Collected data:
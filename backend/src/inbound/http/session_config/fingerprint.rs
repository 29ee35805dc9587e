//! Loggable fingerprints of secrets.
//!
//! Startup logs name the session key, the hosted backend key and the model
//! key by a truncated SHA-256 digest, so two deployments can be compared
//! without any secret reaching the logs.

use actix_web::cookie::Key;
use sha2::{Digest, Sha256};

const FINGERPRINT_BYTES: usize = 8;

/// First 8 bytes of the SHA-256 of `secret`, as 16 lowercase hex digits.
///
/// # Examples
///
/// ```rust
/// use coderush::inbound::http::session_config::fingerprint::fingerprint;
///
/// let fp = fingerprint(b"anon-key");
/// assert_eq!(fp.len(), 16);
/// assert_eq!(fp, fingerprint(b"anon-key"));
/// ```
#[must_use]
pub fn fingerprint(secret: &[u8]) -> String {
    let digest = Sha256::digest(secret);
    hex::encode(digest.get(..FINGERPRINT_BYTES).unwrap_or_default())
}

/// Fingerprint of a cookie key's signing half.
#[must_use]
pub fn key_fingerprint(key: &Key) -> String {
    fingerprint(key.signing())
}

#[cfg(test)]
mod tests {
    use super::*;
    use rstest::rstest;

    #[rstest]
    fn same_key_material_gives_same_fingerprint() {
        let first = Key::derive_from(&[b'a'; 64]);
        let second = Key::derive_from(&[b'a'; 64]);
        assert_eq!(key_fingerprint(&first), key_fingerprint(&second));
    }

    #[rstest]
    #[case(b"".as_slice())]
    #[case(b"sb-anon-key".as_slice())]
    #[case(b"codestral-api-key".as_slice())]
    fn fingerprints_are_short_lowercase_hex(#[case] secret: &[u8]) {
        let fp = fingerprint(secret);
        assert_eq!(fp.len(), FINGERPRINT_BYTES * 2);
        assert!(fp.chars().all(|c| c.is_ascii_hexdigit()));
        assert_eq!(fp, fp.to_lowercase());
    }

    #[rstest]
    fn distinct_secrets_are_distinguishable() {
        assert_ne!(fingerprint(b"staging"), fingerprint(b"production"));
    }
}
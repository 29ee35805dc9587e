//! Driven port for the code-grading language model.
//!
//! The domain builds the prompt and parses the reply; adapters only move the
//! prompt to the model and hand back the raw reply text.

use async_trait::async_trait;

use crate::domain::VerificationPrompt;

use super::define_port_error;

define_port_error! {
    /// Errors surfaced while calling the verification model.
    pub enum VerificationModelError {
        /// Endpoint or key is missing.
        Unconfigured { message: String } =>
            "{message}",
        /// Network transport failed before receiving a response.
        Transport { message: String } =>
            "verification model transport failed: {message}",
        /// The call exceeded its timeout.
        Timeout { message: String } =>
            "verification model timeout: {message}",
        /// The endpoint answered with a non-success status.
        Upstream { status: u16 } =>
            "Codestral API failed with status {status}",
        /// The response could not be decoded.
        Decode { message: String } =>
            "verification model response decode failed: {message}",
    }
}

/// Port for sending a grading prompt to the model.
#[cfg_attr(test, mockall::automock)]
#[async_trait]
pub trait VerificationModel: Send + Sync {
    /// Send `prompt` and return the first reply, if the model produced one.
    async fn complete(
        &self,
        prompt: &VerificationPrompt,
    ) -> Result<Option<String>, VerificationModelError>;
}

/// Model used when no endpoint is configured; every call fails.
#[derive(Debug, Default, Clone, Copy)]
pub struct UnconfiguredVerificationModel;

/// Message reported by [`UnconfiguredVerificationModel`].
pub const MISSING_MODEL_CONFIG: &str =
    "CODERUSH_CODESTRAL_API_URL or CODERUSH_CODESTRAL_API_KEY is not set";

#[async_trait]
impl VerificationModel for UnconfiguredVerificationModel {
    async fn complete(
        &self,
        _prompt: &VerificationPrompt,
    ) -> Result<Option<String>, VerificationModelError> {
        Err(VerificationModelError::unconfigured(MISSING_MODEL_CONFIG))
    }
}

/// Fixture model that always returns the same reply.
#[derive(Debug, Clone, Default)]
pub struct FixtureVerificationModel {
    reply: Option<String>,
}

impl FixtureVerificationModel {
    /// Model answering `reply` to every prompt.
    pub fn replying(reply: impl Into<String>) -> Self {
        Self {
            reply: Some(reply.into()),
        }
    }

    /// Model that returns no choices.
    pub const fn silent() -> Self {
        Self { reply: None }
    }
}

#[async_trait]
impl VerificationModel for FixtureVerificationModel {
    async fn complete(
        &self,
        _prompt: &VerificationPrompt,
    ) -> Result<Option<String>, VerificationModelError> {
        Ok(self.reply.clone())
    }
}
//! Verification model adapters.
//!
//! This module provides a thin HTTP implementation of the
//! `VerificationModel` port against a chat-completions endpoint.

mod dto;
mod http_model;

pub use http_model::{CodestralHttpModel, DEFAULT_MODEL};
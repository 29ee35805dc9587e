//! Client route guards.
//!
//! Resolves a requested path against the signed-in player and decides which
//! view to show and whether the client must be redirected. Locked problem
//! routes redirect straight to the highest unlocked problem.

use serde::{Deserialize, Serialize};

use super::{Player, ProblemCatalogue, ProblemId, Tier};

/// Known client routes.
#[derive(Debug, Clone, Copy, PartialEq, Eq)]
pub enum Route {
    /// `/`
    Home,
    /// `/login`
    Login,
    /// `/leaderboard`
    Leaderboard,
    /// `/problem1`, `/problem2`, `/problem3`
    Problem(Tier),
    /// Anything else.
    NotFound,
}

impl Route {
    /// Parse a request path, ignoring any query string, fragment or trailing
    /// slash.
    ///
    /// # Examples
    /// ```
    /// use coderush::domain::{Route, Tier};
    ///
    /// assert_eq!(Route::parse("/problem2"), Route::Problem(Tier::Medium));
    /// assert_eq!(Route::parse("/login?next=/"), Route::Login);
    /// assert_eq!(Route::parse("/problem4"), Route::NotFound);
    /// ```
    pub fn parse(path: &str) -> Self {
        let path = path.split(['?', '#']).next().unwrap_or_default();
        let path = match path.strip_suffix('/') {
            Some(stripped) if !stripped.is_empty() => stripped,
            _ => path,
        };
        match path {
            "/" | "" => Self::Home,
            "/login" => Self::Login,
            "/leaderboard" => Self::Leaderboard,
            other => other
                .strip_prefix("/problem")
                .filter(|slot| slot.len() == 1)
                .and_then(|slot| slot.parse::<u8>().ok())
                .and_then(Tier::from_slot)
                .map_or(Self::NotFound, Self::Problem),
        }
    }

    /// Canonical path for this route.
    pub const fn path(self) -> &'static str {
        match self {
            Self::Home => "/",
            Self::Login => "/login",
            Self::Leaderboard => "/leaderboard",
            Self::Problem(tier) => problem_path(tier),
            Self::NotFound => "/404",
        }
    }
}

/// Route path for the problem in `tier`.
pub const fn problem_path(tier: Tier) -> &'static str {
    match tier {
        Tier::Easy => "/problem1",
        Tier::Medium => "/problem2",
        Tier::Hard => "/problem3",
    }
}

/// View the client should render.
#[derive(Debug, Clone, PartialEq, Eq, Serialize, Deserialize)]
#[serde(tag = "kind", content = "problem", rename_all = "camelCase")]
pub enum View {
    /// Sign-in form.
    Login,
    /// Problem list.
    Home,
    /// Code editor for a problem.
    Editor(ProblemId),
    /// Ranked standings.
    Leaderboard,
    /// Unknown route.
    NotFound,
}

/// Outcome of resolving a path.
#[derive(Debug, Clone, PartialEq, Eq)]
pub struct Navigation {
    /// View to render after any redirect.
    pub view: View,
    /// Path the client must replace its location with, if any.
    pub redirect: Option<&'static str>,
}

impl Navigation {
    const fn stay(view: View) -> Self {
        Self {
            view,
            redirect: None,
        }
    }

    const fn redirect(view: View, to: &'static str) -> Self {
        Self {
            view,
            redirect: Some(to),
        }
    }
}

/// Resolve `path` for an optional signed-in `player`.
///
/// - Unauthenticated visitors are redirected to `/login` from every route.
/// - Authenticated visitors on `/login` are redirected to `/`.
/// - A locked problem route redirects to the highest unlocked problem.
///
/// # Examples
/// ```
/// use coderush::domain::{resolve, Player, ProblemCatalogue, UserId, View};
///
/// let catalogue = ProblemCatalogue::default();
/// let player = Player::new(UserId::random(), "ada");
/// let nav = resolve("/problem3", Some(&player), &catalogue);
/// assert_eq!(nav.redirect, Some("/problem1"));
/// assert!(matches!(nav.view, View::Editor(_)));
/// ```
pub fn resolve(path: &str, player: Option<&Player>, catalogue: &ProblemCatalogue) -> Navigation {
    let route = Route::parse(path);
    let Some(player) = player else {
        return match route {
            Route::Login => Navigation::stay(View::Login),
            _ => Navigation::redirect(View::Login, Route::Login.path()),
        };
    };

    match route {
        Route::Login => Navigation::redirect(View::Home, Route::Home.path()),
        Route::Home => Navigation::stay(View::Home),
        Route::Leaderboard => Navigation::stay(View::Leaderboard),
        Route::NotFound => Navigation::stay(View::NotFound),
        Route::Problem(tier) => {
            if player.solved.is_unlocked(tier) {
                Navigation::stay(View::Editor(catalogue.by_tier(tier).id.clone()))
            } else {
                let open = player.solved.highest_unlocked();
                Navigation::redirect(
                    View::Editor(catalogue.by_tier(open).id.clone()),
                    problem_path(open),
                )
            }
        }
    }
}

◆ AIM OF THE EXERCISE
Copy the lines above exactly. Start with the line containing "pub const fn problem_path(tier: Tier)", end with the line containing "with, if any.", and include both.

◆ WRITTEN REPLY
pub const fn problem_path(tier: Tier) -> &'static str {
    match tier {
        Tier::Easy => "/problem1",
        Tier::Medium => "/problem2",
        Tier::Hard => "/problem3",
    }
}

/// View the client should render.
#[derive(Debug, Clone, PartialEq, Eq, Serialize, Deserialize)]
#[serde(tag = "kind", content = "problem", rename_all = "camelCase")]
pub enum View {
    /// Sign-in form.
    Login,
    /// Problem list.
    Home,
    /// Code editor for a problem.
    Editor(ProblemId),
    /// Ranked standings.
    Leaderboard,
    /// Unknown route.
    NotFound,
}

/// Outcome of resolving a path.
#[derive(Debug, Clone, PartialEq, Eq)]
pub struct Navigation {
    /// View to render after any redirect.
    pub view: View,
    /// Path the client must replace its location with, if any.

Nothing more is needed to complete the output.